Die Rechtsschutzversicherung hat dies zurückgewiesen und unter Verweis auf dieses Urteil für beides den Nachforderungsbetrag abgerechnet.

Spielt die Besonderheit, dass die Abrechnung hier formell nicht ordnungsgemäß war hier echt keine Rolle?
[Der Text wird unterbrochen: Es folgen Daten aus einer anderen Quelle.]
//! GitHub API effect types.
//!
//! These describe the GitHub operations the disposition engine needs, as data.
//! An interpreter scoped to one repository executes them; the engine never
//! touches an HTTP client directly.

use serde::{Deserialize, Serialize};
use std::fmt;

use crate::types::{CommentId, CommitRecord, IssueNumber, PrNumber, Sha};

/// State of a commit status.
#[derive(Debug, Clone, Copy, PartialEq, Eq, Hash, Serialize, Deserialize)]
#[serde(rename_all = "snake_case")]
pub enum StatusState {
    Success,
    Failure,
}

impl StatusState {
    /// Returns the string GitHub's status API expects.
    pub fn as_api_str(&self) -> &'static str {
        match self {
            StatusState::Success => "success",
            StatusState::Failure => "failure",
        }
    }
}

/// Issue state filter for issue listings.
#[derive(Debug, Clone, Copy, PartialEq, Eq, Hash, Serialize, Deserialize)]
#[serde(rename_all = "snake_case")]
pub enum IssueState {
    Open,
}

impl IssueState {
    pub fn as_api_str(&self) -> &'static str {
        match self {
            IssueState::Open => "open",
        }
    }
}

/// A GitHub API effect.
///
/// Effects are repo-scoped: the interpreter is constructed with a `RepoId`, so
/// effects don't include it.
#[derive(Debug, Clone, PartialEq, Eq, Hash, Serialize, Deserialize)]
#[serde(tag = "type", rename_all = "snake_case")]
pub enum GitHubEffect {
    // ─── Commits ──────────────────────────────────────────────────────────────
    /// List one page of a pull request's commits (1-based page number).
    ///
    /// Listing entries are abbreviated; only their SHAs are used.
    ListPrCommits {
        pr: PrNumber,
        page: u32,
        per_page: u8,
    },

    /// Fetch a single commit with its message, author and diff stats.
    GetCommit { sha: Sha },

    // ─── Issues ───────────────────────────────────────────────────────────────
    /// List every issue matching the filters (all pages).
    ListIssues {
        assignee: String,
        label: String,
        state: IssueState,
    },

    /// Create an issue.
    CreateIssue {
        title: String,
        body: String,
        assignee: String,
        labels: Vec<String>,
    },

    // ─── Comments ─────────────────────────────────────────────────────────────
    /// List every comment on a pull request's conversation (all pages).
    ListComments { pr: PrNumber },

    /// Post a new comment on a pull request.
    PostComment { pr: PrNumber, body: String },

    // ─── Statuses ─────────────────────────────────────────────────────────────
    /// Set a commit status on a SHA.
    CreateStatus {
        sha: Sha,
        context: String,
        state: StatusState,
        description: Option<String>,
    },
}

impl GitHubEffect {
    /// Short operation name for logs and errors.
    pub fn name(&self) -> &'static str {
        match self {
            GitHubEffect::ListPrCommits { .. } => "list_pr_commits",
            GitHubEffect::GetCommit { .. } => "get_commit",
            GitHubEffect::ListIssues { .. } => "list_issues",
            GitHubEffect::CreateIssue { .. } => "create_issue",
            GitHubEffect::ListComments { .. } => "list_comments",
            GitHubEffect::PostComment { .. } => "post_comment",
            GitHubEffect::CreateStatus { .. } => "create_status",
        }
    }
}

impl fmt::Display for GitHubEffect {
    fn fmt(&self, f: &mut fmt::Formatter<'_>) -> fmt::Result {
        f.write_str(self.name())
    }
}

// ─── Response Types ───────────────────────────────────────────────────────────

/// Issue data returned from the GitHub API.
#[derive(Debug, Clone, PartialEq, Eq, Serialize, Deserialize)]
pub struct IssueData {
    pub number: IssueNumber,
    pub title: String,
}

/// Comment data returned from the GitHub API.
#[derive(Debug, Clone, PartialEq, Eq, Serialize, Deserialize)]
pub struct CommentData {
    pub id: CommentId,
    pub body: String,
}

/// Response from a GitHub effect.
///
/// Each variant corresponds to the response from a particular effect type.
#[derive(Debug, Clone, PartialEq, Eq, Serialize, Deserialize)]
#[serde(tag = "type", content = "data", rename_all = "snake_case")]
pub enum GitHubResponse {
    /// Response to `ListPrCommits`.
    CommitPage {
        shas: Vec<Sha>,
        /// False when this page was the last one.
        has_more: bool,
    },

    /// Response to `GetCommit`.
    Commit(CommitRecord),

    /// Response to `ListIssues`.
    Issues(Vec<IssueData>),

    /// Response to `CreateIssue`.
    IssueCreated { number: IssueNumber },

    /// Response to `ListComments`.
    Comments(Vec<CommentData>),

    /// Response to `PostComment`.
    CommentPosted { id: CommentId },

    /// Response to `CreateStatus`.
    StatusCreated,
}

#[cfg(test)]
mod tests {
    use super::*;

    #[test]
    fn status_state_api_strings() {
        assert_eq!(StatusState::Success.as_api_str(), "success");
        assert_eq!(StatusState::Failure.as_api_str(), "failure");
    }

    #[test]
    fn effect_serializes_with_type_tag() {
        let effect = GitHubEffect::PostComment {
            pr: PrNumber(3),
            body: "hi".to_string(),
        };
        let json = serde_json::to_value(&effect).unwrap();
        assert_eq!(json["type"], "post_comment");
        assert_eq!(json["pr"], 3);
    }
}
Habt ihr einen Tipp parat, wie man mit der Situation umgeht? Mein Chef möchte natürlich gerne noch mehr mehr rausholen. Ich habe keine Idee. Jetzt im Nachhinein eine 1,5 Geschäftsgebühr zu verlangen wäre ja auch komisch...
Benutzeravatar
Adora Belle
Golembefreierin mit Herz
...ist hier unabkömmlich !
Beiträge: 14366
Registriert: 14.03.2008, 14:17
Beruf: RAin

#2

15.09.2021, 16:02

Man schließt Vergütungsvereinbarungen und erklärt dem Mandanten, dass die RSV nur gesetzliche Gebühren übernimmt, zu diesem Satz aber keine wirtschaftliche Bearbeitung der Sache möglich ist.
Benutzeravatar
Anahid
Hexe vom Dienst
...ist hier unabkömmlich !
Beiträge: 17510
Registriert: 22.02.2011, 10:41
Beruf: Rechtsfachwirtin
Software: RA-Micro

#3

15.09.2021, 17:02

Natürlich spielt es keine Rolle, ob die Abrechnung nicht ordnungsgemäß war. Euer Auftrag lautet (und einen anderen Auftrag wird ein Mieter auch niemals erteilen), die Nebenkostenabrechnung zu prüfen und die Nachforderung abzuwehren. Streitwert ist da immer der Nachforderungsbetrag. Ein Mieter kommt ja nicht zu Euch, wenn die Abrechnung für ihn positiv ist und bittet Euch diese zu überprüfen. ;)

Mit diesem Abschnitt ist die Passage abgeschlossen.